She was a soul who had climbed the holy mountain in ways others had not.  That "alone" created an effect of solitude, even upon her return to her home town and church in retirement years.  And she was humanly alone when she drew her last breath while reading her Bible at her little kitchen table in her simple little house.

Her accomplishments in the spiritual life were due, among other aspects such as selflessness, suffering, simplicity, stillness, stability, silence, slowness and serenity--to solitude.  There is no substitute for solitude in the walk of Christianity and closeness to His Real Presence. 

Roxy was not a hermit by any means.  She did not have that vocation.  But she possessed the secret of the Nine S' and lived them, all the same.  Ultimately and supremely, though, she existed in His Living Word and prayed and praised God, and gave her life in service to Him, for and with others.


As for Henry David Thoreau, his solitude was for other purposes, yet it brought some excellent results.  He went into silence, solitude, slowness, simplicity, stillness, stability and serenity partly as a philosophical and literary experiment of the transcendental ideology and movement.  No doubt living apart from humanity for awhile had its inbuilt elements of suffering, and perhaps it was selfless of him to place himself in the trial and to have written his thoughts in and on solitude.

I'm not sure what more I might write of Thoreau.  But he provided insights and sampled a way of life that transcended the typical and the worldly, and it altered his soul all the same even if not in any Christocentric fashion or conclusion.

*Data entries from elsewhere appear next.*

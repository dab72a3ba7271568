/// Tells clicks from drags.
///
/// A release counts as a click only when it happens at exactly the position
/// of the preceding press. Any movement in between, or a release without a
/// press, is not a click.
#[derive(Debug, Default, Clone, Copy, PartialEq)]
pub struct ClickTracker {
    pressed_at: Option<[f64; 2]>,
}

impl ClickTracker {
    pub fn new() -> Self {
        Self::default()
    }

    pub fn pointer_down(&mut self, x: f64, y: f64) {
        self.pressed_at = Some([x, y]);
    }

    pub fn is_pressed(&self) -> bool {
        self.pressed_at.is_some()
    }

    /// Returns the click position when the release completes a click.
    pub fn pointer_up(&mut self, x: f64, y: f64) -> Option<[f64; 2]> {
        let pressed = self.pressed_at.take()?;
        (pressed == [x, y]).then_some(pressed)
    }
}

#[cfg(test)]
mod tests {
    use super::ClickTracker;

    #[test]
    fn release_at_press_position_is_a_click() {
        let mut t = ClickTracker::new();
        t.pointer_down(120.0, 80.5);
        assert!(t.is_pressed());
        assert_eq!(t.pointer_up(120.0, 80.5), Some([120.0, 80.5]));
        assert!(!t.is_pressed());
    }

    #[test]
    fn any_movement_is_a_drag() {
        let mut t = ClickTracker::new();
        t.pointer_down(120.0, 80.0);
        assert_eq!(t.pointer_up(121.0, 80.0), None);
        t.pointer_down(120.0, 80.0);
        assert_eq!(t.pointer_up(120.0, 80.000_001), None);
    }

    #[test]
    fn release_without_press_is_ignored() {
        let mut t = ClickTracker::new();
        assert_eq!(t.pointer_up(0.0, 0.0), None);

        // A press is consumed by its release.
        t.pointer_down(5.0, 5.0);
        t.pointer_up(5.0, 5.0);
        assert_eq!(t.pointer_up(5.0, 5.0), None);
    }
}
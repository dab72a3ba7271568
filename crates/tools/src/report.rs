use formats::{CityDataset, CityRecord, FeatureCollection};
use foundation::GeoPoint;
use layers::PopulationScale;
use scene::NearestCity;
use serde::Serialize;

#[derive(Debug, Clone, PartialEq, Serialize)]
pub struct BordersSummary {
    pub features: usize,
    pub without_geometry: usize,
    pub rings: usize,
    pub vertices: usize,
}

impl BordersSummary {
    pub fn of(features: &FeatureCollection) -> Self {
        let mut rings = 0;
        let mut vertices = 0;
        for feature in &features.features {
            let Some(geometry) = &feature.geometry else {
                continue;
            };
            for ring in geometry.polygon_rings() {
                rings += 1;
                vertices += ring.len();
            }
        }
        Self {
            features: features.len(),
            without_geometry: features.without_geometry(),
            rings,
            vertices,
        }
    }
}

#[derive(Debug, Clone, PartialEq, Serialize)]
pub struct CitiesSummary {
    pub cities: usize,
    pub skipped: usize,
    pub without_population: usize,
    /// Cities per colour bucket, largest bucket first, as `#RRGGBB`.
    pub buckets: Vec<(String, usize)>,
}

impl CitiesSummary {
    pub fn of(dataset: &CityDataset, scale: &PopulationScale) -> Self {
        let mut buckets: Vec<(String, usize)> = Vec::new();
        for city in &dataset.cities {
            let css = scale.encode(city.population).color.css();
            match buckets.iter_mut().find(|(c, _)| *c == css) {
                Some((_, n)) => *n += 1,
                None => buckets.push((css, 1)),
            }
        }
        buckets.sort_by(|a, b| b.1.cmp(&a.1).then_with(|| a.0.cmp(&b.0)));
        Self {
            cities: dataset.len(),
            skipped: dataset.skipped,
            without_population: dataset
                .cities
                .iter()
                .filter(|c| c.population.is_none())
                .count(),
            buckets,
        }
    }
}

#[derive(Debug, Clone, PartialEq, Serialize)]
pub struct CityHit {
    pub index: usize,
    pub name: String,
    pub country: String,
    pub population: Option<u64>,
    pub distance_km: f64,
}

impl CityHit {
    pub fn from_nearest(hit: &NearestCity<'_, CityRecord>) -> Self {
        Self {
            index: hit.index,
            name: hit.city.name.clone(),
            country: hit.city.country.clone(),
            population: hit.city.population,
            distance_km: hit.distance_km,
        }
    }
}

#[derive(Debug, Clone, PartialEq, Serialize)]
pub struct PickReport {
    /// `None` when the pixel does not cover the globe.
    pub location: Option<[f64; 2]>,
    pub city: Option<CityHit>,
}

impl PickReport {
    pub fn new(location: Option<GeoPoint>, city: Option<CityHit>) -> Self {
        Self {
            location: location.map(|p| [p.longitude, p.latitude]),
            city,
        }
    }
}

#[derive(Debug, Clone, PartialEq, Serialize)]
pub struct EncodeReport {
    pub population: Option<u64>,
    pub normalized: f64,
    pub height: f64,
    pub radius: f64,
    pub color: String,
    pub cursor_height: f64,
    pub cursor_radius: f64,
}

impl EncodeReport {
    pub fn new(population: Option<u64>, scale: &PopulationScale) -> Self {
        let style = scale.encode(population);
        let cursor = scale.cursor(population);
        Self {
            population,
            normalized: scale.normalize(population),
            height: style.height,
            radius: style.radius,
            color: style.color.css(),
            cursor_height: cursor.height,
            cursor_radius: cursor.radius,
        }
    }
}

#[cfg(test)]
mod tests {
    use super::{BordersSummary, CitiesSummary, EncodeReport};
    use formats::{CityDataset, FeatureCollection};
    use layers::PopulationScale;
    use pretty_assertions::assert_eq;

    #[test]
    fn summarises_cities_by_bucket() {
        let ds = CityDataset::from_json_str(
            r#"[
                {"city":"A","lat":0,"lng":0,"population":20000000},
                {"city":"B","lat":0,"lng":1,"population":2000},
                {"city":"C","lat":0,"lng":2,"population":3000},
                {"city":"D","lat":0,"lng":3}
            ]"#,
        )
        .expect("cities");
        let summary = CitiesSummary::of(&ds, &PopulationScale::default());
        assert_eq!(summary.cities, 4);
        assert_eq!(summary.without_population, 1);
        assert_eq!(
            summary.buckets,
            vec![
                ("#00FF00".to_string(), 2),
                ("#8A2BE2".to_string(), 1),
                ("#B22222".to_string(), 1),
            ]
        );
    }

    #[test]
    fn summarises_borders() {
        let fc = FeatureCollection::from_geojson_str(
            r#"{"type":"FeatureCollection","features":[
                {"type":"Feature","properties":{},"geometry":{"type":"Polygon","coordinates":[[[0,0],[1,0],[1,1],[0,0]]]}},
                {"type":"Feature","properties":{},"geometry":null}
            ]}"#,
        )
        .expect("geojson");
        assert_eq!(
            BordersSummary::of(&fc),
            BordersSummary {
                features: 2,
                without_geometry: 1,
                rings: 1,
                vertices: 4,
            }
        );
    }

    #[test]
    fn encode_report_serialises() {
        let report = EncodeReport::new(Some(15_000_000), &PopulationScale::default());
        assert_eq!(report.color, "#B22222");
        let json = serde_json::to_value(&report).expect("json");
        assert_eq!(json["population"], 15_000_000);
        assert_eq!(json["normalized"], 0.375);
    }
}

I suspect that his eyes did not sparkle the Holy Spirit, although I do not know.  Perhaps I am narrow and wrongly guessing or judging in this, and the sparkle of the Holy Spirit is quite subjective, anyway, and a way I use to describe how I personally detect or am shown a marvelous soul filled with His Real Presence.  Did he meet Jesus in the solitude of his experiment at Waldon Pond?  Perhaps so.  He did not write of such. 

Regardless, as a hermit a Catholic one at that, I am a seeker of truth and of Truth.  In that seeking, I have caused some to react, especially those who I may remind of some higher calling or reflect a wrong being done for which they are responsible.  I also tend to nail myself from time to time, and to discern and pick through whatever may be my wrong or sin in any given situation. 

I definitely do not see that the hermit vocation could be lived other than with a goodly dose of steady solitude.  I am convinced that is why His Real Presence has caused my change in hermitage locale and the events leading up to it and following.  The other day I realized I'd not likely get this place salable for a long time given that cash is short and my body pained and getting older, and a neophyte in most if not all the manual labor necessary for me to accomplish.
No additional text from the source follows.